Serres G. Revue Française d'Acupuncture. 1982;29:67-72.
Le nez fait partie des neuf orifices du corps humain. Il permet  les relations du Nei et du Wai, le passage des souffles (Qi). Dans la  dialectique chinoise, il est un fonctionnaire (Guan), permettant  l'expiration et l'inspiration des souffles. Pour les taoïstes, il  est la "porte de la hutte", symbolisant la montée vers le cerveau  et la sortie des âmes végétatives. Si une dysfonction intervient  par action des pervers (Xie), les fonctions de refroidissement-abaissement (Qing Su) ne sont plus assurées et  cet arrêt entraîne les eaux abyssales du nez (Bi Muan) et la toux  du poumon (Fei Ke).
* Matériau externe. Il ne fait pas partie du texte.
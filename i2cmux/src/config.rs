//! Configuration management for i2cmux.
//!
//! Configuration is a JSON document with a `bus` section and a list of
//! `devices` for the polling daemon. A few bus settings can be overridden
//! from the environment, which is handy for one-off runs under systemd:
//!
//! - `I2CMUX_BUS`: adapter device path
//! - `I2CMUX_MIN_INTERVAL_US`: minimum spacing between transactions
//! - `I2CMUX_TIMEOUT_MS`: coordinator transaction timeout

use crate::{
    bus::{BusOptions, BLOCK_READ_MAX, DEFAULT_MIN_INTERVAL, DEFAULT_SETTLE_DELAY},
    error::{Error, Result},
    types::DeviceAddress,
};
use serde::{Deserialize, Serialize};
use std::path::{Path, PathBuf};
use std::str::FromStr;
use std::time::Duration;

/// Default configuration file location.
pub const DEFAULT_CONFIG_PATH: &str = "/etc/i2cmux/i2cmux.json";

/// Main configuration structure.
#[derive(Debug, Clone, Default, Deserialize, Serialize)]
pub struct Config {
    /// Bus configuration
    #[serde(default)]
    pub bus: BusConfig,

    /// Devices polled by the daemon
    #[serde(default)]
    pub devices: Vec<DeviceConfig>,
}

/// Adapter and engine settings.
#[derive(Debug, Clone, Deserialize, Serialize)]
pub struct BusConfig {
    /// Adapter device path
    #[serde(default = "default_bus_path")]
    pub path: PathBuf,

    /// Device selected when the bus is opened. Defaults to the first
    /// configured device.
    #[serde(default)]
    pub initial_address: Option<DeviceAddress>,

    /// Minimum spacing between transactions (µs)
    #[serde(default = "default_min_interval_us")]
    pub min_interval_us: u64,

    /// Pause before the final recovery attempt (µs)
    #[serde(default = "default_settle_delay_us")]
    pub settle_delay_us: u64,

    /// How long a coordinated transaction may take before the bus is
    /// declared degraded (ms)
    #[serde(default = "default_timeout_ms")]
    pub transaction_timeout_ms: u64,

    /// How long a request may wait behind others for the bus thread (ms)
    #[serde(default = "default_queue_timeout_ms")]
    pub queue_timeout_ms: u64,

    /// Driver-specific ioctl request for kernel bus recovery, if the
    /// platform has one
    #[serde(default)]
    pub kernel_recover_request: Option<u64>,

    /// Run the bus thread in the idle scheduling class
    #[serde(default)]
    pub background_priority: bool,
}

fn default_bus_path() -> PathBuf {
    PathBuf::from("/dev/i2c-1")
}

fn default_min_interval_us() -> u64 {
    DEFAULT_MIN_INTERVAL.as_micros() as u64
}

fn default_settle_delay_us() -> u64 {
    DEFAULT_SETTLE_DELAY.as_micros() as u64
}

fn default_timeout_ms() -> u64 {
    1000
}

fn default_queue_timeout_ms() -> u64 {
    10_000
}

impl Default for BusConfig {
    fn default() -> Self {
        Self {
            path: default_bus_path(),
            initial_address: None,
            min_interval_us: default_min_interval_us(),
            settle_delay_us: default_settle_delay_us(),
            transaction_timeout_ms: default_timeout_ms(),
            queue_timeout_ms: default_queue_timeout_ms(),
            kernel_recover_request: None,
            background_priority: false,
        }
    }
}

impl BusConfig {
    /// Engine tunables derived from this section.
    pub fn options(&self) -> BusOptions {
        BusOptions {
            name: self.path.display().to_string(),
            min_interval: Duration::from_micros(self.min_interval_us),
            settle_delay: Duration::from_micros(self.settle_delay_us),
        }
    }

    /// Coordinator transaction timeout.
    pub fn transaction_timeout(&self) -> Duration {
        Duration::from_millis(self.transaction_timeout_ms)
    }

    /// Coordinator queue wait limit.
    pub fn queue_timeout(&self) -> Duration {
        Duration::from_millis(self.queue_timeout_ms)
    }
}

/// What to read from a polled device.
#[derive(Debug, Clone, Copy, PartialEq, Eq, Deserialize, Serialize)]
#[serde(tag = "kind", rename_all = "snake_case")]
pub enum ReadKind {
    Byte,
    Word,
    /// Little-endian 32-bit value from a 4-byte block read
    U32,
    Block { length: usize },
}

/// One device polled by the daemon.
#[derive(Debug, Clone, Deserialize, Serialize)]
pub struct DeviceConfig {
    /// Label used in log events
    pub name: String,

    pub address: DeviceAddress,

    /// Register (command code) to read
    pub register: u8,

    pub read: ReadKind,

    /// Poll period (ms)
    #[serde(default = "default_interval_ms")]
    pub interval_ms: u64,

    /// Consecutive failures before bus recovery is attempted
    #[serde(default = "default_failures_before_recovery")]
    pub failures_before_recovery: u32,
}

fn default_interval_ms() -> u64 {
    1000
}

fn default_failures_before_recovery() -> u32 {
    3
}

impl DeviceConfig {
    /// Poll period.
    pub fn interval(&self) -> Duration {
        Duration::from_millis(self.interval_ms)
    }
}

impl Config {
    /// Load configuration from `I2CMUX_CONFIG`, or the default location if
    /// that file exists, or built-in defaults.
    pub fn load() -> Result<Self> {
        if let Ok(path) = std::env::var("I2CMUX_CONFIG") {
            return Self::load_from(path);
        }
        if Path::new(DEFAULT_CONFIG_PATH).exists() {
            return Self::load_from(DEFAULT_CONFIG_PATH);
        }
        let mut config = Self::default();
        config.apply_env()?;
        config.validate()?;
        Ok(config)
    }

    /// Load configuration from a specific file.
    pub fn load_from(path: impl AsRef<Path>) -> Result<Self> {
        let path = path.as_ref();
        let text = std::fs::read_to_string(path)
            .map_err(|e| Error::Config(format!("reading {}: {}", path.display(), e)))?;
        let mut config = Self::parse(&text)?;
        config.apply_env()?;
        config.validate()?;
        Ok(config)
    }

    /// Parse a JSON document without consulting the environment.
    pub fn parse(text: &str) -> Result<Self> {
        serde_json::from_str(text).map_err(|e| Error::Config(e.to_string()))
    }

    /// Apply environment overrides on top of the loaded values.
    pub fn apply_env(&mut self) -> Result<()> {
        if let Some(path) = env_override::<PathBuf>("I2CMUX_BUS")? {
            self.bus.path = path;
        }
        if let Some(us) = env_override::<u64>("I2CMUX_MIN_INTERVAL_US")? {
            self.bus.min_interval_us = us;
        }
        if let Some(ms) = env_override::<u64>("I2CMUX_TIMEOUT_MS")? {
            self.bus.transaction_timeout_ms = ms;
        }
        Ok(())
    }

    /// Reject settings the engine cannot honor.
    pub fn validate(&self) -> Result<()> {
        if self.bus.transaction_timeout_ms == 0 || self.bus.queue_timeout_ms == 0 {
            return Err(Error::Config("bus timeouts must be positive".into()));
        }
        for device in &self.devices {
            if device.interval_ms == 0 {
                return Err(Error::Config(format!(
                    "device '{}': interval_ms must be positive",
                    device.name
                )));
            }
            if let ReadKind::Block { length } = device.read {
                if length == 0 || length > BLOCK_READ_MAX {
                    return Err(Error::Config(format!(
                        "device '{}': block length {} outside 1..={}",
                        device.name, length, BLOCK_READ_MAX
                    )));
                }
            }
        }
        Ok(())
    }

    /// Address to select when opening the bus.
    pub fn initial_address(&self) -> DeviceAddress {
        self.bus
            .initial_address
            .or_else(|| self.devices.first().map(|d| d.address))
            .unwrap_or(DeviceAddress::LOWEST)
    }
}

// Parse an environment variable if set. Set but malformed is an error
// rather than silently ignored.
fn env_override<T: FromStr>(name: &str) -> Result<Option<T>>
where
    T::Err: std::fmt::Display,
{
    match std::env::var(name) {
        Ok(value) => value
            .parse::<T>()
            .map(Some)
            .map_err(|e| Error::Config(format!("{}='{}': {}", name, value, e))),
        Err(_) => Ok(None),
    }
}
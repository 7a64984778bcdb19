//! Unsticking a frozen bus.
//!
//! A slave that lost track of the clock mid-byte can hold SDA low and wedge
//! every later transfer. Recovery walks an ordered list of increasingly
//! indirect remedies and stops at the first one that gets a transaction
//! through. The list is built once, when the handle is opened, from what the
//! adapter can do.

use super::Bus;
use crate::{
    error::{Error, Result},
    hw_trait::{Direction, SmbusTransport},
    tracing::prelude::*,
    types::DeviceAddress,
};
use std::thread;
use strum::Display;

/// Spacing of the addresses touched by [`RecoveryStrategy::AddressSweep`].
pub const SWEEP_STRIDE: usize = 8;

/// One remedy for a stuck bus.
#[derive(Debug, Clone, Copy, PartialEq, Eq, Display)]
#[strum(serialize_all = "snake_case")]
pub enum RecoveryStrategy {
    /// Driver-level recovery: clock pulses on SCL, controller reset
    KernelAssisted,
    /// Quick write to the general-call address
    GeneralCall,
    /// Quick reads across the address space until something answers
    AddressSweep,
    /// Check the driver still answers, let the lines settle, then one last
    /// general call
    FunctionalityProbe,
}

/// Strategies available on `transport`, in the order they are tried.
pub(crate) fn detect_strategies<T: SmbusTransport>(transport: &mut T) -> Vec<RecoveryStrategy> {
    let mut strategies = Vec::with_capacity(4);
    if transport.supports_kernel_recovery() {
        strategies.push(RecoveryStrategy::KernelAssisted);
    }
    strategies.extend([
        RecoveryStrategy::GeneralCall,
        RecoveryStrategy::AddressSweep,
        RecoveryStrategy::FunctionalityProbe,
    ]);
    strategies
}

impl<T: SmbusTransport> Bus<T> {
    /// Try every recovery strategy in order until one succeeds.
    ///
    /// Returns the strategy that worked. On [`Error::RecoveryFailed`] the bus
    /// should be considered unusable until something outside this process
    /// (power cycle, driver reload) intervenes. The previously selected
    /// device address is restored afterwards either way.
    pub fn recover_bus(&mut self) -> Result<RecoveryStrategy> {
        self.transport_mut()?;
        info!(bus = %self.name, "Attempting I2C bus recovery");

        let previous = self.active;
        let strategies = self.strategies.clone();
        let mut recovered = None;

        for strategy in strategies {
            debug!(bus = %self.name, %strategy, "Trying recovery strategy");
            match self.attempt(strategy) {
                Ok(()) => {
                    recovered = Some(strategy);
                    break;
                }
                Err(e) => {
                    debug!(bus = %self.name, %strategy, error = %e, "Recovery strategy failed");
                }
            }
        }

        if let Some(address) = previous {
            if let Err(e) = self.select(address) {
                warn!(
                    bus = %self.name,
                    address = format_args!("0x{:02X}", address),
                    error = %e,
                    "Failed to reselect device after recovery"
                );
            }
        }

        match recovered {
            Some(strategy) => {
                info!(bus = %self.name, %strategy, "I2C bus recovered");
                Ok(strategy)
            }
            None => {
                error!(bus = %self.name, "All I2C bus recovery methods failed");
                Err(Error::RecoveryFailed)
            }
        }
    }

    fn attempt(&mut self, strategy: RecoveryStrategy) -> Result<()> {
        match strategy {
            RecoveryStrategy::KernelAssisted => {
                self.transport_mut()?.kernel_recover()?;
                Ok(())
            }
            RecoveryStrategy::GeneralCall => {
                self.dispatch(DeviceAddress::GENERAL_CALL, |t| t.smbus_quick(Direction::Write))
            }
            RecoveryStrategy::AddressSweep => {
                let mut last_error = Error::RecoveryFailed;
                for address in DeviceAddress::range().step_by(SWEEP_STRIDE) {
                    match self.dispatch(address, |t| t.smbus_quick(Direction::Read)) {
                        Ok(()) => {
                            debug!(
                                bus = %self.name,
                                address = format_args!("0x{:02X}", address),
                                "Sweep probe answered"
                            );
                            return Ok(());
                        }
                        Err(e) => last_error = e,
                    }
                }
                Err(last_error)
            }
            RecoveryStrategy::FunctionalityProbe => {
                let funcs = self.transport_mut()?.functionality()?;
                debug!(bus = %self.name, funcs = ?funcs.describe(), "Driver responsive");
                self.select(DeviceAddress::GENERAL_CALL)?;
                thread::sleep(self.settle_delay);
                self.dispatch_active(|t| t.smbus_quick(Direction::Write))
            }
        }
    }
}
D'où une pathologie nasale qui va de  l'anosmie à la cacosmie, des rhinorrhées aux rhinites allergiques  puis aux sinusites, avec des troubles cliniques tels que : froid  et chaud du nez, nez qui saigne, ce qui n'est pas tout à fait  une pathologie nasale mais montre que les troubles peuvent se  manifester au niveau du nez.